AGENCE FRANCE-PRESSE
After 30 years of turmoil for the postal service in the Democratic Republic of the Congo (DRC), letter carriers clad in canary-yellow shirts have finally returned to the streets of the capital.
Anifa Kayumba, head of Kinshasa’s sorting office, recalls “dark times” during her 33 years on the job when dispirited workers would routinely go without pay.
Customers lost all confidence in the service “because [most] of the packages were pilfered or lost,” said Elisabeth Lengema, a postal worker with 26 years of experience. At that time, employees came to work only to “rummage through” the parcels, taking whatever valuables they could find.
The handful of packages that escaped dishonest sorters were delivered to recipients’ homes only after the payment of special “transport costs.”
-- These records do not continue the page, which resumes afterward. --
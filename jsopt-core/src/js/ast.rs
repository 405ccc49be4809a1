//! Output-language AST.
//!
//! Expressions and statements are separate closed enums: only `JsExpr`
//! values carry a precedence, so most code never has to ask.

use crate::js::ops::{BinaryOp, UnaryOp};

#[derive(Debug, Clone, PartialEq)]
pub enum JsLiteral {
    Boolean(bool),
    Null,
    Number(f64),
    String(String),
    RegExp { pattern: String, flags: String },
}

#[derive(Debug, Clone, PartialEq)]
pub enum JsExpr {
    Binary {
        op: BinaryOp,
        lhs: Box<JsExpr>,
        rhs: Box<JsExpr>,
    },
    Prefix {
        op: UnaryOp,
        arg: Box<JsExpr>,
    },
    Postfix {
        op: UnaryOp,
        arg: Box<JsExpr>,
    },
    Conditional {
        test: Box<JsExpr>,
        then_expr: Box<JsExpr>,
        else_expr: Box<JsExpr>,
    },
    /// `name` when `qualifier` is `None`, `qualifier.name` otherwise.
    NameRef {
        name: String,
        qualifier: Option<Box<JsExpr>>,
    },
    Invocation {
        callee: Box<JsExpr>,
        args: Vec<JsExpr>,
    },
    New {
        ctor: Box<JsExpr>,
        args: Vec<JsExpr>,
    },
    ArrayAccess {
        array: Box<JsExpr>,
        index: Box<JsExpr>,
    },
    ArrayLiteral(Vec<JsExpr>),
    ObjectLiteral(Vec<PropertyInitializer>),
    Function(Box<JsFunction>),
    Literal(JsLiteral),
    This,
}

/// `key: value` inside an object literal.
#[derive(Debug, Clone, PartialEq)]
pub struct PropertyInitializer {
    pub key: PropertyKey,
    pub value: JsExpr,
}

#[derive(Debug, Clone, PartialEq)]
pub enum PropertyKey {
    Ident(String),
    String(String),
    Number(f64),
}

#[derive(Debug, Clone, PartialEq)]
pub struct JsFunction {
    pub name: Option<String>,
    pub params: Vec<JsParameter>,
    pub body: Vec<JsStmt>,
}

#[derive(Debug, Clone, PartialEq, Eq)]
pub struct JsParameter {
    pub name: String,
}

#[derive(Debug, Clone, PartialEq)]
pub struct JsVar {
    pub name: String,
    pub init: Option<JsExpr>,
}

#[derive(Debug, Clone, PartialEq)]
pub enum ForInit {
    Vars(Vec<JsVar>),
    Expr(JsExpr),
}

#[derive(Debug, Clone, PartialEq)]
pub enum SwitchMember {
    Case { test: JsExpr, body: Vec<JsStmt> },
    Default { body: Vec<JsStmt> },
}

#[derive(Debug, Clone, PartialEq)]
pub struct JsCatch {
    pub param: String,
    pub body: Vec<JsStmt>,
}

#[derive(Debug, Clone, PartialEq)]
pub enum JsStmt {
    Block(Vec<JsStmt>),
    Expr(JsExpr),
    Vars(Vec<JsVar>),
    If {
        test: JsExpr,
        then_stmt: Box<JsStmt>,
        else_stmt: Option<Box<JsStmt>>,
    },
    While {
        test: JsExpr,
        body: Box<JsStmt>,
    },
    DoWhile {
        body: Box<JsStmt>,
        test: JsExpr,
    },
    For {
        init: Option<ForInit>,
        test: Option<JsExpr>,
        update: Option<JsExpr>,
        body: Box<JsStmt>,
    },
    ForIn {
        var: String,
        object: JsExpr,
        body: Box<JsStmt>,
    },
    Switch {
        discriminant: JsExpr,
        members: Vec<SwitchMember>,
    },
    Break(Option<String>),
    Continue(Option<String>),
    Return(Option<JsExpr>),
    Throw(JsExpr),
    Try {
        body: Vec<JsStmt>,
        catch: Option<JsCatch>,
        finally: Option<Vec<JsStmt>>,
    },
    Label {
        label: String,
        body: Box<JsStmt>,
    },
    Empty,
}

#[derive(Debug, Clone, PartialEq, Default)]
pub struct JsProgram {
    pub statements: Vec<JsStmt>,
}

impl JsExpr {
    pub fn name(name: impl Into<String>) -> JsExpr {
        JsExpr::NameRef {
            name: name.into(),
            qualifier: None,
        }
    }

    pub fn member(qualifier: JsExpr, name: impl Into<String>) -> JsExpr {
        JsExpr::NameRef {
            name: name.into(),
            qualifier: Some(Box::new(qualifier)),
        }
    }

    pub fn number(value: f64) -> JsExpr {
        JsExpr::Literal(JsLiteral::Number(value))
    }

    pub fn string(value: impl Into<String>) -> JsExpr {
        JsExpr::Literal(JsLiteral::String(value.into()))
    }

    pub fn boolean(value: bool) -> JsExpr {
        JsExpr::Literal(JsLiteral::Boolean(value))
    }

    pub fn binary(op: BinaryOp, lhs: JsExpr, rhs: JsExpr) -> JsExpr {
        JsExpr::Binary {
            op,
            lhs: Box::new(lhs),
            rhs: Box::new(rhs),
        }
    }

    pub fn prefix(op: UnaryOp, arg: JsExpr) -> JsExpr {
        JsExpr::Prefix {
            op,
            arg: Box::new(arg),
        }
    }

    pub fn call(callee: JsExpr, args: Vec<JsExpr>) -> JsExpr {
        JsExpr::Invocation {
            callee: Box::new(callee),
            args,
        }
    }

    pub fn conditional(test: JsExpr, then_expr: JsExpr, else_expr: JsExpr) -> JsExpr {
        JsExpr::Conditional {
            test: Box::new(test),
            then_expr: Box::new(then_expr),
            else_expr: Box::new(else_expr),
        }
    }

    pub fn as_literal(&self) -> Option<&JsLiteral> {
        match self {
            JsExpr::Literal(lit) => Some(lit),
            _ => None,
        }
    }

    /// Whether the expression can be a target of `=`, `++` and friends.
    pub fn is_assignable(&self) -> bool {
        matches!(self, JsExpr::NameRef { .. } | JsExpr::ArrayAccess { .. })
    }

    /// True if evaluating the expression may have observable effects.
    pub fn has_side_effects(&self) -> bool {
        match self {
            JsExpr::Literal(_) | JsExpr::This | JsExpr::Function(_) => false,
            JsExpr::NameRef { qualifier, .. } => {
                qualifier.as_deref().is_some_and(JsExpr::has_side_effects)
            }
            JsExpr::Binary { op, lhs, rhs } => {
                op.is_assignment() || lhs.has_side_effects() || rhs.has_side_effects()
            }
            JsExpr::Prefix { op, arg } | JsExpr::Postfix { op, arg } => {
                op.is_modifying() || arg.has_side_effects()
            }
            JsExpr::Conditional {
                test,
                then_expr,
                else_expr,
            } => test.has_side_effects() || then_expr.has_side_effects() || else_expr.has_side_effects(),
            JsExpr::ArrayLiteral(items) => items.iter().any(JsExpr::has_side_effects),
            JsExpr::ObjectLiteral(props) => props.iter().any(|p| p.value.has_side_effects()),
            JsExpr::ArrayAccess { array, index } => {
                array.has_side_effects() || index.has_side_effects()
            }
            JsExpr::Invocation { .. } | JsExpr::New { .. } => true,
        }
    }
}

impl JsProgram {
    pub fn new(statements: Vec<JsStmt>) -> Self {
        JsProgram { statements }
    }
}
Today, letter carriers in the capital of 10 million people have once again taken to the city on foot, bicycles and mopeds to deliver the mail.
Despite significant progress, the postal service is for the time being able to handle only post between overseas destinations and Kinshasa; there is not yet a functioning operation outside the capital. A nationwide postal service will come in later.
The DRC’s postal service is far from profitable and is dependent on state funds — mainly fees charged to telecom operators. To grow, the postal service hopes to sign deals with DRC’s water and electricity companies.